▶ [Prompt]:
Where the records below show a line containing "pub fn running_executable(&self)", start copying; end with the line containing "pub fn games(&self)", and copy it too.

═══ Given data ═══

/// The dashboard: catalog search, the game list, and simulated transitions.
///
/// Every request validates against the current state, emits its "in
/// progress" notification, and schedules a [`Transition`] on the simulated
/// clock. The transition is applied atomically when [`Dashboard::advance`]
/// reaches its due time. Scheduled transitions are never cancelled: if the
/// same request is made twice, both fire and the last one wins.
use std::time::Duration;

use tracing::{debug, info};
use uuid::Uuid;

use crate::catalog::{CatalogSource, LoadedCatalog};
use crate::clock::{Scheduler, SimClock};
use crate::config::{SearchConfig, TimingConfig};
use crate::notifier::{Notification, Notifier, Severity};
use crate::search::SearchIndex;
use crate::state::{AddOutcome, DashboardError, DashboardState, RpcSession};
use crate::stats::DashboardStats;
use crate::view::{self, ActionPanelView, GameCardView, SearchPanel};

/// A deferred state change, applied when its delay has elapsed.
#[derive(Debug, Clone, PartialEq, Eq)]
pub enum Transition {
    Install { uid: String, executable: String },
    Run { uid: String, executable: String },
    Stop { uid: String, executable: String },
    /// Game identity is captured at request time.
    ConnectRpc { game_id: String, game_name: String },
    DisconnectRpc,
}

pub struct Dashboard<N: Notifier> {
    index: SearchIndex,
    catalog_source: CatalogSource,
    state: DashboardState,
    scheduler: Scheduler<Transition>,
    timing: TimingConfig,
    notifier: N,
    query: String,
}

impl<N: Notifier> Dashboard<N> {
    /// Builds the dashboard around a loaded catalog and reports where the
    /// catalog came from.
    pub fn new(
        catalog: LoadedCatalog,
        timing: TimingConfig,
        search: &SearchConfig,
        notifier: N,
        clock: SimClock,
    ) -> Self {
        let mut dashboard = Self {
            index: SearchIndex::with_limit(catalog.games, search.effective_max_results()),
            catalog_source: catalog.source,
            state: DashboardState::new(),
            scheduler: Scheduler::new(clock),
            timing,
            notifier,
            query: String::new(),
        };
        match catalog.source {
            CatalogSource::Remote => {
                dashboard.notify(Severity::Success, "Game database loaded successfully")
            }
            CatalogSource::Fallback => dashboard.notify(Severity::Info, "Using sample game database"),
        }
        dashboard
    }

    // ── accessors ─────────────────────────────────────────────────────────────

    pub fn state(&self) -> &DashboardState {
        &self.state
    }

    pub fn notifier(&self) -> &N {
        &self.notifier
    }

    pub fn notifier_mut(&mut self) -> &mut N {
        &mut self.notifier
    }

    pub fn clock(&self) -> &SimClock {
        self.scheduler.clock()
    }

    pub fn catalog_source(&self) -> CatalogSource {
        self.catalog_source
    }

    pub fn catalog_len(&self) -> usize {
        self.index.len()
    }

    pub fn pending_transitions(&self) -> usize {
        self.scheduler.pending()
    }

    pub fn timing(&self) -> &TimingConfig {
        &self.timing
    }

    /// Applies to transitions scheduled from now on.
    pub fn set_timing(&mut self, timing: TimingConfig) {
        self.timing = timing;
    }

    pub fn set_search_limit(&mut self, search: &SearchConfig) {
        self.index.set_limit(search.effective_max_results());
    }

    // ── views ─────────────────────────────────────────────────────────────────

    pub fn query(&self) -> &str {
        &self.query
    }

    /// Updates the search query and returns the resulting panel.
    pub fn search(&mut self, query: &str) -> SearchPanel<'_> {
        self.query = query.to_string();
        self.search_panel()
    }

    pub fn search_panel(&self) -> SearchPanel<'_> {
        SearchPanel::from_results(&self.query, self.index.search(&self.query))
    }

    pub fn game_cards(&self) -> Vec<GameCardView<'_>> {
        view::game_cards(&self.state)
    }

    pub fn action_panel(&self) -> ActionPanelView<'_> {
        view::action_panel(&self.state)
    }

    pub fn stats(&self) -> DashboardStats {
        DashboardStats::from_state(&self.state)
    }

    // ── list operations ───────────────────────────────────────────────────────

    /// Adds the catalog entry `catalog_id` to the list and clears the search.
    pub fn add_game(&mut self, catalog_id: &str) -> Result<AddOutcome, DashboardError> {
        let uid = self.fresh_uid();
        let Some(record) = self.index.find(catalog_id) else {
            return self.reject(DashboardError::UnknownCatalogEntry(catalog_id.to_string()));
        };
        let name = record.name.clone();
        let outcome = self.state.add(record, uid);
        match &outcome {
            AddOutcome::AlreadyPresent => {
                self.notify(Severity::Info, "Game already in your list");
            }
            AddOutcome::Added { uid } => {
                info!("[state] Added {name} as {uid}");
                self.query.clear();
                self.notify(Severity::Success, format!("{name} added successfully"));
            }
        }
        Ok(outcome)
    }

    pub fn remove_game(&mut self, uid: &str) -> Result<(), DashboardError> {
        match self.state.remove(uid) {
            Ok(game) => {
                info!("[state] Removed {} ({uid})", game.name());
                self.notify(Severity::Success, "Game removed");
                Ok(())
            }
            Err(e) => self.reject(e),
        }
    }

    pub fn select_game(&mut self, uid: &str) -> Result<(), DashboardError> {
        match self.state.select(uid) {
            Ok(()) => Ok(()),
            Err(e) => self.reject(e),
        }
    }

    // ── simulated transitions ─────────────────────────────────────────────────

    pub fn install_executable(&mut self, uid: &str, executable: &str) -> Result<(), DashboardError> {
        if let Err(e) = self.state.check_executable(uid, executable) {
            return self.reject(e);
        }
        self.notify(Severity::Info, "Installing dummy executable...");
        self.schedule(Transition::Install {
            uid: uid.to_string(),
            executable: executable.to_string(),
        });
        Ok(())
    }

    pub fn run_executable(&mut self, uid: &str, executable: &str) -> Result<(), DashboardError> {
        let (name, installed) = match self.state.check_executable(uid, executable) {
            Ok(game) => (game.name().to_string(), game.has_installed(executable)),
            Err(e) => return self.reject(e),
        };
        if !installed {
            return self.reject(DashboardError::NotInstalled(executable.to_string()));
        }
        self.notify(Severity::Info, format!("Starting {name}..."));
        self.schedule(Transition::Run {
            uid: uid.to_string(),
            executable: executable.to_string(),
        });
        Ok(())
    }

    pub fn stop_executable(&mut self, uid: &str, executable: &str) -> Result<(), DashboardError> {
        let name = match self.state.check_executable(uid, executable) {
            Ok(game) => game.name().to_string(),
            Err(e) => return self.reject(e),
        };
        self.notify(Severity::Info, format!("Stopping {name}..."));
        self.schedule(Transition::Stop {
            uid: uid.to_string(),
            executable: executable.to_string(),
        });
        Ok(())
    }

    /// Disconnects if a session exists, otherwise connects for `uid`.
    ///
    /// Decided on committed state only: a connect that is still pending does
    /// not count as connected.
    pub fn toggle_rpc(&mut self, uid: &str) -> Result<(), DashboardError> {
        if self.state.game(uid).is_none() {
            return self.reject(DashboardError::UnknownGame(uid.to_string()));
        }
        if self.state.is_rpc_connected() {
            self.disconnect_rpc();
            Ok(())
        } else {
            self.connect_rpc(uid)
        }
    }

    pub fn connect_rpc(&mut self, uid: &str) -> Result<(), DashboardError> {
        let Some(game) = self.state.game(uid) else {
            return self.reject(DashboardError::UnknownGame(uid.to_string()));
        };
        let transition = Transition::ConnectRpc {
            game_id: game.record().id.clone(),
            game_name: game.name().to_string(),
        };
        self.notify(Severity::Info, "Connecting to Discord RPC...");
        self.schedule(transition);
        Ok(())
    }

    pub fn disconnect_rpc(&mut self) {
        self.notify(Severity::Info, "Disconnecting from Discord RPC...");
        self.schedule(Transition::DisconnectRpc);
    }

    /// Moves simulated time forward by `by`, applying every transition that
    /// falls due in order, then expires stale notifications. Returns the
    /// number of transitions applied.
    pub fn advance(&mut self, by: Duration) -> usize {
        let deadline = self.scheduler.deadline_after(by);
        let mut applied = 0;
        while let Some(transition) = self.scheduler.pop_due(deadline) {
            self.apply(transition);
            applied += 1;
        }
        self.scheduler.settle(deadline);
        self.notifier.expire(self.scheduler.clock().now());
        applied
    }

    fn apply(&mut self, transition: Transition) {
        let now = self.scheduler.clock().now();
        match transition {
            Transition::Install { uid, executable } => {
                if self.state.mark_installed(&uid, &executable).is_some() {
                    self.notify(Severity::Success, format!("{executable} installed successfully"));
                } else {
                    debug!("[state] Install of {executable} fired after {uid} was removed");
                }
            }
            Transition::Run { uid, executable } => {
                match self.state.mark_running(&uid, &executable, now).map(|g| g.name().to_string()) {
                    Some(name) => {
                        info!("[state] {name} running {executable}");
                        self.notify(Severity::Success, format!("{name} is now running"));
                    }
                    None => debug!("[state] Run of {executable} fired after {uid} was removed"),
                }
            }
            Transition::Stop { uid, executable } => {
                match self.state.mark_stopped(&uid).map(|g| g.name().to_string()) {
                    Some(name) => {
                        info!("[state] {name} stopped {executable}");
                        self.notify(Severity::Success, format!("{name} stopped"));
                    }
                    None => debug!("[state] Stop fired after {uid} was removed"),
                }
            }
            Transition::ConnectRpc { game_id, game_name } => {
                let session = RpcSession {
                    game_id,
                    game_name: game_name.clone(),
                    connected_at: now,
                };
                if let Some(previous) = self.state.connect_rpc(session) {
                    info!("[rpc] Replaced session for {}", previous.game_name);
                }
                self.notify(
                    Severity::Success,
                    format!("Connected to Discord RPC for {game_name}"),
                );
            }
            Transition::DisconnectRpc => {
                if self.state.disconnect_rpc().is_none() {
                    debug!("[rpc] Disconnect fired with no active session");
                }
                self.notify(Severity::Success, "Disconnected from Discord RPC");
            }
        }
    }

    // ── helpers ───────────────────────────────────────────────────────────────

    fn delay(&self, transition: &Transition) -> Duration {
        let ms = match transition {
            Transition::Install { .. } => self.timing.install_ms,
            Transition::Run { .. } => self.timing.run_ms,
            Transition::Stop { .. } => self.timing.stop_ms,
            Transition::ConnectRpc { .. } => self.timing.rpc_connect_ms,
            Transition::DisconnectRpc => self.timing.rpc_disconnect_ms,
        };
        Duration::from_millis(ms)
    }

    fn schedule(&mut self, transition: Transition) {
        let delay = self.delay(&transition);
        debug!("[state] Scheduled {transition:?} in {}ms", delay.as_millis());
        self.scheduler.schedule(delay, transition);
    }

    fn fresh_uid(&self) -> String {
        loop {
            let uid = Uuid::new_v4().simple().to_string();
            if self.state.game(&uid).is_none() {
                return uid;
            }
        }
    }

    fn notify(&mut self, severity: Severity, message: impl Into<String>) {
        let notification = Notification {
            message: message.into(),
            severity,
            shown_at: self.scheduler.clock().now(),
        };
        self.notifier.notify(notification);
    }

    fn reject<T>(&mut self, error: DashboardError) -> Result<T, DashboardError> {
        self.notify(Severity::Error, error.to_string());
        Err(error)
    }
}
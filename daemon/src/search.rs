/// Read-only, case-insensitive search over the loaded catalog.
use crate::catalog::GameRecord;
use crate::config::DEFAULT_MAX_SEARCH_RESULTS;

struct Entry {
    record: GameRecord,
    name: String,
    aliases: Vec<String>,
}

impl Entry {
    fn matches(&self, needle: &str) -> bool {
        self.name.contains(needle) || self.aliases.iter().any(|a| a.contains(needle))
    }
}

/// The catalog plus lowercased names and aliases, in catalog order.
pub struct SearchIndex {
    entries: Vec<Entry>,
    max_results: usize,
}

impl SearchIndex {
    pub fn new(catalog: Vec<GameRecord>) -> Self {
        Self::with_limit(catalog, DEFAULT_MAX_SEARCH_RESULTS)
    }

    /// `max_results` is clamped to `1..=DEFAULT_MAX_SEARCH_RESULTS`.
    pub fn with_limit(catalog: Vec<GameRecord>, max_results: usize) -> Self {
        let entries = catalog
            .into_iter()
            .map(|record| Entry {
                name: record.name.to_lowercase(),
                aliases: record.aliases.iter().map(|a| a.to_lowercase()).collect(),
                record,
            })
            .collect();
        Self {
            entries,
            max_results: clamp_limit(max_results),
        }
    }

    pub fn set_limit(&mut self, max_results: usize) {
        self.max_results = clamp_limit(max_results);
    }

    pub fn limit(&self) -> usize {
        self.max_results
    }

    /// Records whose name or any alias contains `query`, ignoring case.
    ///
    /// A blank query returns nothing. Otherwise the query is matched as typed
    /// (lowercased, not trimmed) and results keep catalog order, capped at
    /// the configured limit.
    pub fn search(&self, query: &str) -> Vec<&GameRecord> {
        if query.trim().is_empty() {
            return Vec::new();
        }
        let needle = query.to_lowercase();
        self.entries
            .iter()
            .filter(|e| e.matches(&needle))
            .take(self.max_results)
            .map(|e| &e.record)
            .collect()
    }

    pub fn find(&self, id: &str) -> Option<&GameRecord> {
        self.entries.iter().map(|e| &e.record).find(|r| r.id == id)
    }

    pub fn len(&self) -> usize {
        self.entries.len()
    }

    pub fn is_empty(&self) -> bool {
        self.entries.is_empty()
    }
}

fn clamp_limit(max_results: usize) -> usize {
    max_results.clamp(1, DEFAULT_MAX_SEARCH_RESULTS)
}
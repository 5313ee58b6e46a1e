/// In-memory game list: the selected games, the current selection, and the
/// single simulated RPC session.
///
/// Everything here is synchronous and free of I/O. Delays and notifications
/// live one level up in [`crate::dashboard`]; this module only guards the
/// list invariants and applies already-decided changes.
use std::collections::BTreeSet;

use chrono::{DateTime, Utc};
use serde::Serialize;
use thiserror::Error;

use crate::catalog::GameRecord;

/// Reasons a dashboard request is rejected before anything is scheduled.
#[derive(Debug, Error, PartialEq, Eq)]
pub enum DashboardError {
    #[error("No catalog entry with id {0}")]
    UnknownCatalogEntry(String),
    #[error("No game with uid {0} in your list")]
    UnknownGame(String),
    #[error("{executable} is not an executable of {game}")]
    UnknownExecutable { game: String, executable: String },
    #[error("Install {0} before running it")]
    NotInstalled(String),
    #[error("Stop the game before removing")]
    GameRunning(String),
}

/// Display status derived from the install/run flags.
#[derive(Debug, Clone, Copy, PartialEq, Eq, Serialize)]
#[serde(rename_all = "lowercase")]
pub enum GameStatus {
    Ready,
    Installed,
    Running,
}

impl GameStatus {
    pub fn label(self) -> &'static str {
        match self {
            GameStatus::Ready => "ready",
            GameStatus::Installed => "installed",
            GameStatus::Running => "running",
        }
    }
}

/// A catalog entry the user added to their list, plus its simulated state.
#[derive(Debug, Clone, PartialEq)]
pub struct SelectedGame {
    record: GameRecord,
    uid: String,
    is_installed: bool,
    is_running: bool,
    installed_executables: BTreeSet<String>,
    running_executable: Option<String>,
    started_at: Option<DateTime<Utc>>,
}

impl SelectedGame {
    pub fn new(record: GameRecord, uid: String) -> Self {
        Self {
            record,
            uid,
            is_installed: false,
            is_running: false,
            installed_executables: BTreeSet::new(),
            running_executable: None,
            started_at: None,
        }
    }

    pub fn record(&self) -> &GameRecord {
        &self.record
    }

    pub fn uid(&self) -> &str {
        &self.uid
    }

    pub fn name(&self) -> &str {
        &self.record.name
    }

    pub fn is_installed(&self) -> bool {
        self.is_installed
    }

    pub fn is_running(&self) -> bool {
        self.is_running
    }

    pub fn installed_executables(&self) -> &BTreeSet<String> {
        &self.installed_executables
    }

    pub fn has_installed(&self, executable: &str) -> bool {
        self.installed_executables.contains(executable)
    }

    pub fn running_executable(&self) -> Option<&str> {
        self.running_executable.as_deref()
    }

    /// When the current run completed its start transition.
    pub fn started_at(&self) -> Option<DateTime<Utc>> {
        self.started_at
    }

    pub fn status(&self) -> GameStatus {
        if self.is_running {
            GameStatus::Running
        } else if self.is_installed {
            GameStatus::Installed
        } else {
            GameStatus::Ready
        }
    }
}

/// The one simulated Rich Presence connection.
#[derive(Debug, Clone, PartialEq, Eq)]
pub struct RpcSession {
    pub game_id: String,
    pub game_name: String,
    pub connected_at: DateTime<Utc>,
}

#[derive(Debug, Clone, PartialEq, Eq)]
pub enum AddOutcome {
    Added { uid: String },
    AlreadyPresent,
}

#[derive(Debug, Default)]
pub struct DashboardState {
    games: Vec<SelectedGame>,
    selected: Option<String>,
    rpc: Option<RpcSession>,
}

impl DashboardState {
    pub fn new() -> Self {
        Self::default()
    }

    pub fn games(&self) -> &[SelectedGame] {
        &self.games
    }

    pub fn game(&self, uid: &str) -> Option<&SelectedGame> {
        self.games.iter().find(|g| g.uid == uid)
    }

    fn game_mut(&mut self, uid: &str) -> Option<&mut SelectedGame> {
        self.games.iter_mut().find(|g| g.uid == uid)
    }

    pub fn contains_catalog_id(&self, id: &str) -> bool {
        self.games.iter().any(|g| g.record.id == id)
    }

    pub fn selected_uid(&self) -> Option<&str> {
        self.selected.as_deref()
    }

    pub fn selected_game(&self) -> Option<&SelectedGame> {
        self.selected.as_deref().and_then(|uid| self.game(uid))
    }

    pub fn rpc_session(&self) -> Option<&RpcSession> {
        self.rpc.as_ref()
    }

    pub fn is_rpc_connected(&self) -> bool {
        self.rpc.is_some()
    }

    pub fn running_games(&self) -> impl Iterator<Item = &SelectedGame> {
        self.games.iter().filter(|g| g.is_running)
    }

    /// Appends `record` unless an entry with the same catalog id is already
    /// listed. `uid` must not collide with an existing entry.
    pub fn add(&mut self, record: &GameRecord, uid: String) -> AddOutcome {
        if self.contains_catalog_id(&record.id) {
            return AddOutcome::AlreadyPresent;
        }
        debug_assert!(self.game(&uid).is_none(), "uid collision: {uid}");
        self.games.push(SelectedGame::new(record.clone(), uid.clone()));
        AddOutcome::Added { uid }
    }

    /// Removes a non-running game, clearing the selection if it pointed at it.
    pub fn remove(&mut self, uid: &str) -> Result<SelectedGame, DashboardError> {
        let index = self
            .games
            .iter()
            .position(|g| g.uid == uid)
            .ok_or_else(|| DashboardError::UnknownGame(uid.to_string()))?;
        if self.games[index].is_running {
            return Err(DashboardError::GameRunning(uid.to_string()));
        }
        if self.selected.as_deref() == Some(uid) {
            self.selected = None;
        }
        Ok(self.games.remove(index))
    }

    pub fn select(&mut self, uid: &str) -> Result<(), DashboardError> {
        if self.game(uid).is_none() {
            return Err(DashboardError::UnknownGame(uid.to_string()));
        }
        self.selected = Some(uid.to_string());
        Ok(())
    }

    /// Checks that `executable` belongs to the listed game `uid`.
    pub fn check_executable(&self, uid: &str, executable: &str) -> Result<&SelectedGame, DashboardError> {
        let game = self
            .game(uid)
            .ok_or_else(|| DashboardError::UnknownGame(uid.to_string()))?;
        if game.record.executable(executable).is_none() {
            return Err(DashboardError::UnknownExecutable {
                game: game.record.name.clone(),
                executable: executable.to_string(),
            });
        }
        Ok(game)
    }

    /// Records a completed install. `None` if the game is no longer listed.
    pub fn mark_installed(&mut self, uid: &str, executable: &str) -> Option<&SelectedGame> {
        let game = self.game_mut(uid)?;
        game.installed_executables.insert(executable.to_string());
        game.is_installed = true;
        Some(game)
    }

    /// Records a completed start. `None` if the game is no longer listed.
    pub fn mark_running(
        &mut self,
        uid: &str,
        executable: &str,
        at: DateTime<Utc>,
    ) -> Option<&SelectedGame> {
        let game = self.game_mut(uid)?;
        game.is_running = true;
        game.running_executable = Some(executable.to_string());
        game.started_at = Some(at);
        Some(game)
    }

    /// Records a completed stop. `None` if the game is no longer listed.
    pub fn mark_stopped(&mut self, uid: &str) -> Option<&SelectedGame> {
        let game = self.game_mut(uid)?;
        game.is_running = false;
        game.running_executable = None;
        game.started_at = None;
        Some(game)
    }

    /// Installs `session` as the only RPC session, returning the one it replaced.
    pub fn connect_rpc(&mut self, session: RpcSession) -> Option<RpcSession> {
        self.rpc.replace(session)
    }

    pub fn disconnect_rpc(&mut self) -> Option<RpcSession> {
        self.rpc.take()
    }
}

#[cfg(test)]
mod tests {
    use super::*;
    use crate::catalog::sample_games;
    use chrono::TimeZone;

    fn at(secs: i64) -> DateTime<Utc> {
        Utc.timestamp_opt(1_700_000_000 + secs, 0).unwrap()
    }

    fn state_with(n: usize) -> (DashboardState, Vec<String>) {
        let mut state = DashboardState::new();
        let uids = sample_games()
            .iter()
            .take(n)
            .enumerate()
            .map(|(i, record)| {
                let uid = format!("uid-{i}");
                assert_eq!(
                    state.add(record, uid.clone()),
                    AddOutcome::Added { uid: uid.clone() }
                );
                uid
            })
            .collect();
        (state, uids)
    }

    // ── add ───────────────────────────────────────────────────────────────────

    #[test]
    fn new_game_starts_ready() {
        let (state, uids) = state_with(1);
        let game = state.game(&uids[0]).unwrap();
        assert_eq!(game.status(), GameStatus::Ready);
        assert!(!game.is_installed());
        assert!(!game.is_running());
        assert!(game.installed_executables().is_empty());
        assert!(game.running_executable().is_none());
    }

    #[test]
    fn add_same_catalog_id_twice_is_noop() {
        let (mut state, _) = state_with(1);
        let record = &sample_games()[0];
        assert_eq!(state.add(record, "other".into()), AddOutcome::AlreadyPresent);
        assert_eq!(state.games().len(), 1);
    }

    // ── remove / select ───────────────────────────────────────────────────────

    #[test]
    fn remove_running_game_is_rejected() {
        let (mut state, uids) = state_with(1);
        state.mark_installed(&uids[0], "VALORANT.exe");
        state.mark_running(&uids[0], "VALORANT.exe", at(0));
        assert_eq!(
            state.remove(&uids[0]),
            Err(DashboardError::GameRunning(uids[0].clone()))
        );
        assert_eq!(state.games().len(), 1);
    }

    #[test]
    fn remove_selected_game_clears_selection() {
        let (mut state, uids) = state_with(2);
        state.select(&uids[1]).unwrap();
        let removed = state.remove(&uids[1]).unwrap();
        assert_eq!(removed.uid(), uids[1]);
        assert!(state.selected_uid().is_none());
        assert_eq!(state.games().len(), 1);
    }

    #[test]
    fn remove_other_game_keeps_selection() {
        let (mut state, uids) = state_with(2);
        state.select(&uids[0]).unwrap();
        state.remove(&uids[1]).unwrap();
        assert_eq!(state.selected_uid(), Some(uids[0].as_str()));
    }

    #[test]
    fn remove_unknown_uid_is_error() {
        let (mut state, _) = state_with(1);
        assert_eq!(
            state.remove("nope"),
            Err(DashboardError::UnknownGame("nope".into()))
        );
    }

    #[test]
    fn select_unknown_uid_is_error() {
        let (mut state, _) = state_with(1);
        assert!(state.select("nope").is_err());
        assert!(state.selected_game().is_none());
    }

    // ── transitions ───────────────────────────────────────────────────────────

    #[test]
    fn ready_installed_running_installed() {
        let (mut state, uids) = state_with(1);
        let uid = &uids[0];

        state.mark_installed(uid, "VALORANT.exe").unwrap();
        assert_eq!(state.game(uid).unwrap().status(), GameStatus::Installed);

        let game = state.mark_running(uid, "VALORANT.exe", at(5)).unwrap();
        assert_eq!(game.status(), GameStatus::Running);
        assert_eq!(game.running_executable(), Some("VALORANT.exe"));
        assert_eq!(game.started_at(), Some(at(5)));

        let game = state.mark_stopped(uid).unwrap();
        assert_eq!(game.status(), GameStatus::Installed);
        assert!(game.running_executable().is_none());
        assert!(game.started_at().is_none());
    }

    #[test]
    fn installing_twice_keeps_one_entry() {
        let (mut state, uids) = state_with(1);
        state.mark_installed(&uids[0], "VALORANT.exe");
        state.mark_installed(&uids[0], "VALORANT.exe");
        assert_eq!(state.game(&uids[0]).unwrap().installed_executables().len(), 1);
    }

    #[test]
    fn marks_on_removed_game_return_none() {
        let (mut state, uids) = state_with(1);
        state.remove(&uids[0]).unwrap();
        assert!(state.mark_installed(&uids[0], "VALORANT.exe").is_none());
        assert!(state.mark_running(&uids[0], "VALORANT.exe", at(0)).is_none());
        assert!(state.mark_stopped(&uids[0]).is_none());
    }

    #[test]
    fn check_executable_rejects_foreign_names() {
        let (state, uids) = state_with(1);
        assert!(state.check_executable(&uids[0], "VALORANT.exe").is_ok());
        assert!(matches!(
            state.check_executable(&uids[0], "r5apex.exe"),
            Err(DashboardError::UnknownExecutable { .. })
        ));
    }

    // ── rpc ───────────────────────────────────────────────────────────────────

    #[test]
    fn connect_replaces_existing_session() {
        let mut state = DashboardState::new();
        let first = RpcSession {
            game_id: "1".into(),
            game_name: "One".into(),
            connected_at: at(0),
        };
        let second = RpcSession {
            game_id: "2".into(),
            game_name: "Two".into(),
            connected_at: at(1),
        };
        assert!(state.connect_rpc(first.clone()).is_none());
        assert_eq!(state.connect_rpc(second.clone()), Some(first));
        assert_eq!(state.rpc_session(), Some(&second));
        assert_eq!(state.disconnect_rpc(), Some(second));
        assert!(!state.is_rpc_connected());
    }
}
use crate::command::Command;
use crate::config::Config;

pub enum DashboardEvent {
    /// A parsed line from stdin.
    Command(Command),
    /// Periodic tick; advances the simulated clock by real elapsed time.
    Tick,
    /// The config file changed on disk and was successfully re-parsed.
    ConfigReloaded(Config),
    /// Stdin reached EOF; exit once pending transitions have fired.
    InputClosed,
    /// Ctrl+C received; write status and exit immediately.
    Shutdown,
}
//! Simulated Discord detectable-games dashboard.
//!
//! The library holds the core (catalog search, the game-list state machine,
//! simulated transitions on a schedulable clock, and view projections). The
//! `quest-sim-daemon` binary hosts it in a tokio event loop driven by stdin.

pub mod catalog;
pub mod clock;
pub mod command;
pub mod config;
pub mod dashboard;
pub mod event;
pub mod notifier;
pub mod paths;
pub mod render;
pub mod search;
pub mod state;
pub mod stats;
pub mod status;
pub mod view;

═══

▶ [Exercise response]:
    pub fn running_executable(&self) -> Option<&str> {
        self.running_executable.as_deref()
    }

    /// When the current run completed its start transition.
    pub fn started_at(&self) -> Option<DateTime<Utc>> {
        self.started_at
    }

    pub fn status(&self) -> GameStatus {
        if self.is_running {
            GameStatus::Running
        } else if self.is_installed {
            GameStatus::Installed
        } else {
            GameStatus::Ready
        }
    }
}

/// The one simulated Rich Presence connection.
#[derive(Debug, Clone, PartialEq, Eq)]
pub struct RpcSession {
    pub game_id: String,
    pub game_name: String,
    pub connected_at: DateTime<Utc>,
}

#[derive(Debug, Clone, PartialEq, Eq)]
pub enum AddOutcome {
    Added { uid: String },
    AlreadyPresent,
}

#[derive(Debug, Default)]
pub struct DashboardState {
    games: Vec<SelectedGame>,
    selected: Option<String>,
    rpc: Option<RpcSession>,
}

impl DashboardState {
    pub fn new() -> Self {
        Self::default()
    }

    pub fn games(&self) -> &[SelectedGame] {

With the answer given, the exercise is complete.